* **WHAT TO PRODUCE**
How many separate lines of the data contain "filename"? Give the count and nothing else.

* **RECORDS SUPPLIED**
%%

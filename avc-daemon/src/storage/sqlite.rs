use std::path::Path;

use async_trait::async_trait;
use avc_core::{
    AvcErrorCode, AvcStatus, DownloadResumeInfo, NotificationPending, UpdateRecord, UpdateResult,
    UpdateState, UpdateType,
};
use sqlx::sqlite::{SqliteConnectOptions, SqlitePoolOptions};
use sqlx::{Row, SqlitePool, migrate::Migrator};

use crate::storage::Storage;

static MIGRATOR: Migrator = sqlx::migrate!("./migrations");

#[derive(Debug, thiserror::Error)]
pub enum SqliteStorageError {
    #[error("sqlx error: {0}")]
    Sqlx(#[from] sqlx::Error),
    #[error("migration error: {0}")]
    Migration(#[from] sqlx::migrate::MigrateError),
    #[error("invalid timestamp: {0}")]
    InvalidTimestamp(i64),
    #[error("timestamp {0} cannot be stored")]
    TimestampRange(jiff::Timestamp),
    #[error("invalid {column} value: {value}")]
    InvalidEnum { column: &'static str, value: i32 },
}

/// SQLite-backed storage implementation.
///
/// Each record lives in its own single-row (or per-type) table and every
/// write is a single statement, so SQLite's journal provides crash atomicity.
#[derive(Clone)]
pub struct SqliteStorage {
    pool: SqlitePool,
}

impl SqliteStorage {
    pub async fn new(path: impl AsRef<Path>) -> Result<Self, SqliteStorageError> {
        let options = SqliteConnectOptions::new()
            .filename(path.as_ref())
            .create_if_missing(true);
        let pool = SqlitePoolOptions::new().connect_with(options).await?;

        MIGRATOR.run(&pool).await?;

        Ok(Self { pool })
    }

    pub async fn new_in_memory() -> Result<Self, SqliteStorageError> {
        // Every connection to `sqlite::memory:` is a distinct database.
        let pool = SqlitePoolOptions::new()
            .max_connections(1)
            .connect("sqlite::memory:")
            .await?;

        MIGRATOR.run(&pool).await?;

        Ok(Self { pool })
    }
}

// Timestamps are kept as nanoseconds since the epoch; records written within
// the same millisecond must still compare as different.
fn timestamp(nanos: i64) -> Result<jiff::Timestamp, SqliteStorageError> {
    jiff::Timestamp::from_nanosecond(i128::from(nanos))
        .map_err(|_| SqliteStorageError::InvalidTimestamp(nanos))
}

fn nanos(timestamp: jiff::Timestamp) -> Result<i64, SqliteStorageError> {
    i64::try_from(timestamp.as_nanosecond())
        .map_err(|_| SqliteStorageError::TimestampRange(timestamp))
}

fn update_type(value: i32) -> Result<UpdateType, SqliteStorageError> {
    match value {
        0 => Ok(UpdateType::Firmware),
        1 => Ok(UpdateType::Software),
        other => Err(SqliteStorageError::InvalidEnum {
            column: "update_type",
            value: other,
        }),
    }
}

fn update_state(value: i32) -> Result<UpdateState, SqliteStorageError> {
    Ok(match value {
        0 => UpdateState::Idle,
        1 => UpdateState::Downloading,
        2 => UpdateState::Downloaded,
        3 => UpdateState::Verifying,
        4 => UpdateState::InstallPending,
        5 => UpdateState::Installing,
        6 => UpdateState::Installed,
        7 => UpdateState::Failed,
        other => {
            return Err(SqliteStorageError::InvalidEnum {
                column: "state",
                value: other,
            });
        }
    })
}

fn update_result(value: i32) -> Result<UpdateResult, SqliteStorageError> {
    Ok(match value {
        0 => UpdateResult::Ok,
        1 => UpdateResult::ConnectionError,
        2 => UpdateResult::NoMemory,
        3 => UpdateResult::NoSpace,
        4 => UpdateResult::ChecksumMismatch,
        5 => UpdateResult::BadPackage,
        6 => UpdateResult::Unsupported,
        7 => UpdateResult::InstallFailure,
        other => {
            return Err(SqliteStorageError::InvalidEnum {
                column: "result",
                value: other,
            });
        }
    })
}

fn avc_status(value: i32) -> Result<AvcStatus, SqliteStorageError> {
    Ok(match value {
        0 => AvcStatus::NoUpdate,
        1 => AvcStatus::DownloadPending,
        2 => AvcStatus::DownloadInProgress,
        3 => AvcStatus::DownloadComplete,
        4 => AvcStatus::DownloadFailed,
        5 => AvcStatus::InstallPending,
        6 => AvcStatus::InstallInProgress,
        7 => AvcStatus::InstallComplete,
        8 => AvcStatus::InstallFailed,
        9 => AvcStatus::SessionStarted,
        10 => AvcStatus::SessionStopped,
        other => {
            return Err(SqliteStorageError::InvalidEnum {
                column: "status",
                value: other,
            });
        }
    })
}

fn error_code(value: i32) -> Result<AvcErrorCode, SqliteStorageError> {
    Ok(match value {
        0 => AvcErrorCode::None,
        1 => AvcErrorCode::Unknown,
        2 => AvcErrorCode::BadPackage,
        3 => AvcErrorCode::Internal,
        4 => AvcErrorCode::SecurityFailure,
        other => {
            return Err(SqliteStorageError::InvalidEnum {
                column: "error_code",
                value: other,
            });
        }
    })
}

#[async_trait]
impl Storage for SqliteStorage {
    type Error = SqliteStorageError;

    async fn save_resume_info(&self, info: &DownloadResumeInfo) -> Result<(), Self::Error> {
        sqlx::query(
            r#"
            INSERT OR REPLACE INTO resume_info
                (id, uri, update_type, bytes_downloaded, package_size, updated_at)
            VALUES (1, ?, ?, ?, ?, ?)
            "#,
        )
        .bind(info.uri.as_ref())
        .bind(info.update_type as i32)
        .bind(info.bytes_downloaded as i64)
        .bind(info.package_size.map(|size| size as i64))
        .bind(nanos(info.updated_at)?)
        .execute(&self.pool)
        .await?;

        Ok(())
    }

    async fn load_resume_info(&self) -> Result<Option<DownloadResumeInfo>, Self::Error> {
        let row = sqlx::query(
            r#"
            SELECT uri, update_type, bytes_downloaded, package_size, updated_at
            FROM resume_info WHERE id = 1
            "#,
        )
        .fetch_optional(&self.pool)
        .await?;

        row.map(|r| -> Result<DownloadResumeInfo, SqliteStorageError> {
            Ok(DownloadResumeInfo {
                uri: r.try_get::<String, _>("uri")?.into_boxed_str(),
                update_type: update_type(r.try_get("update_type")?)?,
                bytes_downloaded: r.try_get::<i64, _>("bytes_downloaded")? as u64,
                package_size: r
                    .try_get::<Option<i64>, _>("package_size")?
                    .map(|size| size as u64),
                updated_at: timestamp(r.try_get("updated_at")?)?,
            })
        })
        .transpose()
    }

    async fn delete_resume_info(&self) -> Result<(), Self::Error> {
        sqlx::query("DELETE FROM resume_info WHERE id = 1")
            .execute(&self.pool)
            .await?;

        Ok(())
    }

    async fn save_update_record(
        &self,
        update_type: UpdateType,
        record: &UpdateRecord,
    ) -> Result<(), Self::Error> {
        sqlx::query(
            r#"
            INSERT OR REPLACE INTO update_records (update_type, state, result, updated_at)
            VALUES (?, ?, ?, ?)
            "#,
        )
        .bind(update_type as i32)
        .bind(record.state as i32)
        .bind(record.result.map(|result| result as i32))
        .bind(nanos(record.updated_at)?)
        .execute(&self.pool)
        .await?;

        Ok(())
    }

    async fn load_update_record(
        &self,
        kind: UpdateType,
    ) -> Result<Option<UpdateRecord>, Self::Error> {
        let row = sqlx::query(
            r#"
            SELECT state, result, updated_at FROM update_records WHERE update_type = ?
            "#,
        )
        .bind(kind as i32)
        .fetch_optional(&self.pool)
        .await?;

        row.map(|r| -> Result<UpdateRecord, SqliteStorageError> {
            Ok(UpdateRecord {
                state: update_state(r.try_get("state")?)?,
                result: r
                    .try_get::<Option<i32>, _>("result")?
                    .map(update_result)
                    .transpose()?,
                updated_at: timestamp(r.try_get("updated_at")?)?,
            })
        })
        .transpose()
    }

    async fn save_notification(
        &self,
        notification: &NotificationPending,
    ) -> Result<(), Self::Error> {
        sqlx::query(
            r#"
            INSERT OR REPLACE INTO notification
                (id, requested, update_type, status, error_code, result, captured_at)
            VALUES (1, ?, ?, ?, ?, ?, ?)
            "#,
        )
        .bind(notification.requested)
        .bind(notification.update_type as i32)
        .bind(notification.status as i32)
        .bind(notification.error_code as i32)
        .bind(notification.result.map(|result| result as i32))
        .bind(nanos(notification.captured_at)?)
        .execute(&self.pool)
        .await?;

        Ok(())
    }

    async fn load_notification(&self) -> Result<Option<NotificationPending>, Self::Error> {
        let row = sqlx::query(
            r#"
            SELECT requested, update_type, status, error_code, result, captured_at
            FROM notification WHERE id = 1
            "#,
        )
        .fetch_optional(&self.pool)
        .await?;

        row.map(|r| -> Result<NotificationPending, SqliteStorageError> {
            Ok(NotificationPending {
                requested: r.try_get("requested")?,
                update_type: update_type(r.try_get("update_type")?)?,
                status: avc_status(r.try_get("status")?)?,
                error_code: error_code(r.try_get("error_code")?)?,
                result: r
                    .try_get::<Option<i32>, _>("result")?
                    .map(update_result)
                    .transpose()?,
                captured_at: timestamp(r.try_get("captured_at")?)?,
            })
        })
        .transpose()
    }
}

%%

* **EXERCISE SOLUTION**
2